As the lines appear below, please set them down exactly, starting at the first and finishing with the one containing "Deepgram) and synthesis".

> _Stored data entries_
_____

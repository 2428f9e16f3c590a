//! Parley - voice-first operator input with typed fallback
//!
//! This library provides:
//! - Speech capture with ambient-noise calibration and phrase detection
//! - Remote speech recognition (Whisper, Deepgram) and synthesis
//!   (ElevenLabs, OpenAI)
//! - An input arbitrator that asks by voice first and falls back to typing
//!
//! # Architecture
//!
//! ```text
//! ┌─────────────────────────────────────────────────────┐
//! │                  InputArbitrator                    │
//! │  ChoicePrompt → VoiceFirst → VoiceRetry → Fallback  │
//! └──────────┬──────────────────┬───────────────┬───────┘
//!            │                  │               │
//! ┌──────────▼───────┐ ┌────────▼───────┐ ┌─────▼───────┐
//! │ SpeechRecognizer │ │  TextToSpeech  │ │  TextInput  │
//! │ mic thread + STT │ │  TTS + player  │ │  terminal   │
//! └──────────────────┘ └────────────────┘ └─────────────┘
//! ```
//!
//! Every component shares one [`SharedSpeechConfig`](config::SharedSpeechConfig).

pub mod config;
pub mod error;
pub mod input;
pub mod session;
pub mod voice;

pub use config::Config;
pub use error::{Error, Result};
pub use input::InputArbitrator;
pub use session::Session;
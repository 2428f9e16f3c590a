//! Bound microphone served from a dedicated thread
//!
//! cpal streams aren't `Send`, so the device and every stream built from it
//! stay on one OS thread. The async side talks to it over a request channel.

use std::sync::mpsc;
use std::time::Duration;

use async_trait::async_trait;
use tokio::sync::oneshot;

use super::capture::AudioCapture;
use super::detector::{ListenLimits, Listened, SpeechDetector, collect_window, listen_for_phrase};
use crate::{Error, Result};

/// Source of captured phrases
#[async_trait]
pub trait AudioSource: Send + Sync {
    /// Re-measure ambient noise for `window`, returning the new energy threshold
    async fn calibrate(&mut self, window: Duration) -> Result<f32>;

    /// Capture one phrase within `limits`
    async fn listen(&mut self, limits: ListenLimits) -> Result<Listened>;

    /// Sample rate of captured phrases
    fn sample_rate(&self) -> u32;
}

enum MicRequest {
    Calibrate {
        window: Duration,
        reply: oneshot::Sender<Result<f32>>,
    },
    Listen {
        limits: ListenLimits,
        reply: oneshot::Sender<Result<Listened>>,
    },
}

/// Handle to the default input device
///
/// Bound once; calibration and capture always use the same device. Dropping
/// the handle stops the device thread.
pub struct Microphone {
    requests: mpsc::Sender<MicRequest>,
    sample_rate: u32,
    device_name: String,
}

impl Microphone {
    /// Bind the default input device on a new thread
    ///
    /// # Errors
    ///
    /// Returns [`Error::NoMicrophone`] if no input device exists, or another
    /// error if the device cannot be configured
    pub fn bind() -> Result<Self> {
        let (requests, inbox) = mpsc::channel::<MicRequest>();
        let (ready_tx, ready_rx) = mpsc::channel::<Result<(u32, String)>>();

        std::thread::Builder::new()
            .name("microphone".to_string())
            .spawn(move || match AudioCapture::open_default() {
                Ok(capture) => {
                    let info = (capture.sample_rate(), capture.device_name());
                    if ready_tx.send(Ok(info)).is_ok() {
                        serve(&capture, &inbox);
                    }
                }
                Err(e) => {
                    let _ = ready_tx.send(Err(e));
                }
            })?;

        let (sample_rate, device_name) = ready_rx
            .recv()
            .map_err(|_| Error::Audio("microphone thread exited during startup".to_string()))??;

        tracing::info!(device = %device_name, sample_rate, "microphone bound");

        Ok(Self {
            requests,
            sample_rate,
            device_name,
        })
    }

    #[must_use]
    pub fn device_name(&self) -> &str {
        &self.device_name
    }

    fn submit(&self, request: MicRequest) -> Result<()> {
        self.requests
            .send(request)
            .map_err(|_| Error::Audio("microphone thread is not running".to_string()))
    }
}

#[async_trait]
impl AudioSource for Microphone {
    async fn calibrate(&mut self, window: Duration) -> Result<f32> {
        let (reply, response) = oneshot::channel();
        self.submit(MicRequest::Calibrate { window, reply })?;
        response
            .await
            .map_err(|_| Error::Audio("microphone dropped calibration request".to_string()))?
    }

    async fn listen(&mut self, limits: ListenLimits) -> Result<Listened> {
        let (reply, response) = oneshot::channel();
        self.submit(MicRequest::Listen { limits, reply })?;
        response
            .await
            .map_err(|_| Error::Audio("microphone dropped capture request".to_string()))?
    }

    fn sample_rate(&self) -> u32 {
        self.sample_rate
    }
}

/// Device thread loop; exits when the handle is dropped
fn serve(capture: &AudioCapture, inbox: &mpsc::Receiver<MicRequest>) {
    let mut detector = SpeechDetector::new(capture.sample_rate());

    while let Ok(request) = inbox.recv() {
        match request {
            MicRequest::Calibrate { window, reply } => {
                let result = record(capture, |chunks| {
                    let ambient = collect_window(chunks, capture.sample_rate(), window)?;
                    Ok(detector.calibrate(&ambient))
                });
                let _ = reply.send(result);
            }
            MicRequest::Listen { limits, reply } => {
                let result = record(capture, |chunks| {
                    listen_for_phrase(chunks, &mut detector, limits)
                });
                let _ = reply.send(result);
            }
        }
    }

    tracing::debug!("microphone thread stopped");
}

/// Run `f` against a freshly started stream, stopping it afterwards
fn record<T>(
    capture: &AudioCapture,
    f: impl FnOnce(&mpsc::Receiver<Vec<f32>>) -> Result<T>,
) -> Result<T> {
    let (tx, rx) = mpsc::channel();
    let stream = capture.start(tx)?;
    let result = f(&rx);
    drop(stream);
    result
}
//! Voice processing module
//!
//! Handles microphone capture, speech detection, recognition, synthesis and
//! playback. Remote services sit behind [`Transcriber`] and [`Synthesizer`].

mod capture;
mod detector;
mod microphone;
mod outcome;
mod playback;
mod recognizer;
mod stt;
mod tts;

pub use capture::{AudioCapture, AudioClip, AudioEncoding, SAMPLE_RATE, samples_to_wav};
pub use detector::{
    DetectorEvent, DetectorState, ListenLimits, Listened, SpeechDetector, calculate_energy,
    collect_window, listen_for_phrase,
};
pub use microphone::{AudioSource, Microphone};
pub use outcome::{RecognitionOutcome, SynthesisOutcome};
pub use playback::{
    AudioPlayback, DecodedAudio, NoPlayback, Player, decode_file, decode_mp3, decode_wav, resample,
};
pub use recognizer::{CALIBRATION_WINDOW, Recognizer, SpeechRecognizer};
pub use stt::{SpeechToText, Transcriber, Transcription};
pub use tts::{
    Announcer, OPENAI_DEFAULT_VOICE, SpeechSynthesizer, SynthesisRequest, Synthesizer,
    TextToSpeech, remove_temp_audio, write_temp_audio,
};
//! Wiring of the speech pipeline from configuration

use std::sync::Arc;

use crate::config::{Config, SharedSpeechConfig};
use crate::input::{ConsoleDisplay, DisplaySink, InputArbitrator, TerminalInput};
use crate::voice::{
    Announcer, AudioPlayback, NoPlayback, Player, SpeechRecognizer, SpeechSynthesizer, SpeechToText,
    Synthesizer, TextToSpeech, Transcriber,
};

/// A ready-to-use pipeline: shared configuration, speaker and arbitrator
pub struct Session {
    config: SharedSpeechConfig,
    speaker: Arc<TextToSpeech>,
    arbitrator: InputArbitrator,
}

impl Session {
    /// Build every component from `config`
    ///
    /// Missing devices or credentials degrade the session (typed input only,
    /// silent announcements) instead of failing it.
    #[must_use]
    pub fn from_config(config: &Config) -> Self {
        let shared = SharedSpeechConfig::new(config.speech.clone());
        let display: Arc<dyn DisplaySink> = Arc::new(ConsoleDisplay);
        let player = init_player();

        let speaker = Arc::new(TextToSpeech::new(
            shared.clone(),
            init_synthesizer(config),
            Arc::clone(&player),
            config.temp_dir.clone(),
        ));

        let recognizer = SpeechRecognizer::initialize(
            shared.clone(),
            init_transcriber(config),
            player,
            Arc::clone(&display),
            config.temp_dir.clone(),
        );

        let arbitrator = InputArbitrator::new(
            shared.clone(),
            Box::new(recognizer),
            Arc::clone(&speaker) as Arc<dyn Announcer>,
            Box::new(TerminalInput),
            display,
        );

        tracing::info!(
            stt = ?config.stt.provider,
            tts = ?config.tts.provider,
            temp_dir = %config.temp_dir.display(),
            "speech session ready"
        );

        Self {
            config: shared,
            speaker,
            arbitrator,
        }
    }

    /// Handle to the live speech configuration
    #[must_use]
    pub const fn config(&self) -> &SharedSpeechConfig {
        &self.config
    }

    #[must_use]
    pub fn speaker(&self) -> &TextToSpeech {
        &self.speaker
    }

    pub fn arbitrator(&mut self) -> &mut InputArbitrator {
        &mut self.arbitrator
    }
}

fn init_player() -> Arc<dyn Player> {
    match AudioPlayback::new() {
        Ok(playback) => Arc::new(playback),
        Err(e) => {
            tracing::warn!(error = %e, "no audio output, playback disabled");
            Arc::new(NoPlayback)
        }
    }
}

fn init_synthesizer(config: &Config) -> Option<Arc<dyn Synthesizer>> {
    match SpeechSynthesizer::from_config(config) {
        Ok(synthesizer) => {
            tracing::info!(provider = ?config.tts.provider, model = %config.tts.model, "TTS initialized");
            Some(Arc::new(synthesizer))
        }
        Err(e) => {
            tracing::info!(error = %e, "TTS unavailable");
            None
        }
    }
}

fn init_transcriber(config: &Config) -> Option<Arc<dyn Transcriber>> {
    match SpeechToText::from_config(config) {
        Ok(stt) => {
            tracing::info!(provider = ?config.stt.provider, model = %config.stt.model, "STT initialized");
            Some(Arc::new(stt))
        }
        Err(e) => {
            tracing::info!(error = %e, "STT unavailable");
            None
        }
    }
}
//! Speech-to-text (STT) processing

use async_trait::async_trait;
use secrecy::{ExposeSecret, SecretString};

use super::capture::AudioClip;
use crate::config::{Config, SttProvider};
use crate::{Error, Result};

const OPENAI_BASE_URL: &str = "https://api.openai.com";
const DEEPGRAM_BASE_URL: &str = "https://api.deepgram.com";

/// What the recognition service made of a clip
#[derive(Debug, Clone, PartialEq, Eq)]
pub enum Transcription {
    /// The service returned a transcript (possibly empty)
    Heard(String),
    /// The service explicitly found no understandable speech
    NotUnderstood,
}

/// Remote recognition service
#[async_trait]
pub trait Transcriber: Send + Sync {
    /// Transcribe one clip; `language` is a tag such as "en-US"
    async fn transcribe(&self, clip: AudioClip, language: &str) -> Result<Transcription>;
}

/// Response from OpenAI Whisper transcription API
#[derive(serde::Deserialize)]
struct WhisperResponse {
    text: String,
}

/// Response from Deepgram transcription API
#[derive(serde::Deserialize)]
struct DeepgramResponse {
    results: DeepgramResults,
}

#[derive(serde::Deserialize)]
struct DeepgramResults {
    channels: Vec<DeepgramChannel>,
}

#[derive(serde::Deserialize)]
struct DeepgramChannel {
    alternatives: Vec<DeepgramAlternative>,
}

#[derive(serde::Deserialize)]
struct DeepgramAlternative {
    transcript: String,
    #[serde(default)]
    confidence: f64,
}

/// Transcribes speech to text
pub struct SpeechToText {
    client: reqwest::Client,
    api_key: SecretString,
    model: String,
    provider: SttProvider,
    base_url: String,
}

impl SpeechToText {
    /// Create a new STT instance using `OpenAI` Whisper
    ///
    /// # Errors
    ///
    /// Returns error if API key is missing
    pub fn new_whisper(api_key: SecretString, model: String) -> Result<Self> {
        Self::new(SttProvider::Whisper, api_key, model, None)
    }

    /// Create a new STT instance using Deepgram
    ///
    /// # Errors
    ///
    /// Returns error if API key is missing
    pub fn new_deepgram(api_key: SecretString, model: String) -> Result<Self> {
        Self::new(SttProvider::Deepgram, api_key, model, None)
    }

    /// Create an STT instance for `provider`, optionally at a custom base URL
    ///
    /// # Errors
    ///
    /// Returns error if API key is missing
    pub fn new(
        provider: SttProvider,
        api_key: SecretString,
        model: String,
        base_url: Option<String>,
    ) -> Result<Self> {
        if api_key.expose_secret().is_empty() {
            return Err(Error::MissingCredential(match provider {
                SttProvider::Whisper => "OPENAI_API_KEY",
                SttProvider::Deepgram => "DEEPGRAM_API_KEY",
            }));
        }

        let base_url = base_url
            .unwrap_or_else(|| {
                match provider {
                    SttProvider::Whisper => OPENAI_BASE_URL,
                    SttProvider::Deepgram => DEEPGRAM_BASE_URL,
                }
                .to_string()
            })
            .trim_end_matches('/')
            .to_string();

        Ok(Self {
            client: reqwest::Client::new(),
            api_key,
            model,
            provider,
            base_url,
        })
    }

    /// Build from pipeline configuration
    ///
    /// # Errors
    ///
    /// Returns [`Error::MissingCredential`] if the provider's key is not set
    pub fn from_config(config: &Config) -> Result<Self> {
        let api_key = config.stt_api_key().cloned().ok_or(match config.stt.provider {
            SttProvider::Whisper => Error::MissingCredential("OPENAI_API_KEY"),
            SttProvider::Deepgram => Error::MissingCredential("DEEPGRAM_API_KEY"),
        })?;

        Self::new(
            config.stt.provider,
            api_key,
            config.stt.model.clone(),
            config.stt.base_url.clone(),
        )
    }

    /// Transcribe using OpenAI Whisper
    async fn transcribe_whisper(&self, clip: AudioClip, language: &str) -> Result<Transcription> {
        tracing::debug!(audio_bytes = clip.len(), "starting Whisper transcription");

        let encoding = clip.encoding();
        let form = reqwest::multipart::Form::new()
            .part(
                "file",
                reqwest::multipart::Part::bytes(clip.into_bytes())
                    .file_name(format!("audio.{}", encoding.extension()))
                    .mime_str(encoding.mime_type())
                    .map_err(|e| Error::Stt(e.to_string()))?,
            )
            .text("model", self.model.clone())
            .text("language", primary_subtag(language).to_string());

        let response = self
            .client
            .post(format!("{}/v1/audio/transcriptions", self.base_url))
            .bearer_auth(self.api_key.expose_secret())
            .multipart(form)
            .send()
            .await
            .map_err(|e| {
                tracing::error!(error = %e, "Whisper request failed");
                e
            })?;

        let status = response.status();
        tracing::debug!(status = %status, "received response");

        if !status.is_success() {
            let body = response.text().await.unwrap_or_default();
            tracing::error!(status = %status, body = %body, "Whisper API error");
            return Err(Error::Stt(format!("Whisper API error {status}: {body}")));
        }

        let result: WhisperResponse = response.json().await.map_err(|e| {
            tracing::error!(error = %e, "failed to parse response");
            e
        })?;

        tracing::info!(transcript = %result.text, "transcription complete");
        Ok(Transcription::Heard(result.text))
    }

    /// Transcribe using Deepgram
    async fn transcribe_deepgram(&self, clip: AudioClip, language: &str) -> Result<Transcription> {
        tracing::debug!(audio_bytes = clip.len(), "starting Deepgram transcription");

        let url = format!("{}/v1/listen", self.base_url);
        let content_type = clip.encoding().mime_type();

        let response = self
            .client
            .post(&url)
            .query(&[
                ("model", self.model.as_str()),
                ("punctuate", "true"),
                ("language", language),
            ])
            .header("Authorization", format!("Token {}", self.api_key.expose_secret()))
            .header("Content-Type", content_type)
            .body(clip.into_bytes())
            .send()
            .await
            .map_err(|e| {
                tracing::error!(error = %e, "Deepgram request failed");
                e
            })?;

        let status = response.status();
        tracing::debug!(status = %status, "received response");

        if !status.is_success() {
            let body = response.text().await.unwrap_or_default();
            tracing::error!(status = %status, body = %body, "Deepgram API error");
            return Err(Error::Stt(format!("Deepgram API error {status}: {body}")));
        }

        let result: DeepgramResponse = response.json().await.map_err(|e| {
            tracing::error!(error = %e, "failed to parse Deepgram response");
            e
        })?;

        let Some(best) = result
            .results
            .channels
            .into_iter()
            .next()
            .and_then(|c| c.alternatives.into_iter().next())
        else {
            tracing::info!("Deepgram returned no alternatives");
            return Ok(Transcription::NotUnderstood);
        };

        // Zero confidence on an empty transcript is Deepgram's "heard noise"
        if best.transcript.trim().is_empty() && best.confidence <= 0.0 {
            tracing::info!("Deepgram could not understand audio");
            return Ok(Transcription::NotUnderstood);
        }

        tracing::info!(transcript = %best.transcript, confidence = best.confidence, "transcription complete");
        Ok(Transcription::Heard(best.transcript))
    }
}

#[async_trait]
impl Transcriber for SpeechToText {
    async fn transcribe(&self, clip: AudioClip, language: &str) -> Result<Transcription> {
        match self.provider {
            SttProvider::Whisper => self.transcribe_whisper(clip, language).await,
            SttProvider::Deepgram => self.transcribe_deepgram(clip, language).await,
        }
    }
}

/// "en-US" -> "en"
fn primary_subtag(language: &str) -> &str {
    language
        .split(['-', '_'])
        .next()
        .filter(|s| !s.is_empty())
        .unwrap_or(language)
}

_____

> _RESPONSE TO THE TASK_
repository 2428f9e16f3c590a
//! Parley - voice-first operator input with typed fallback
//!
//! This library provides:
//! - Speech capture with ambient-noise calibration and phrase detection
//! - Remote speech recognition (Whisper, Deepgram) and synthesis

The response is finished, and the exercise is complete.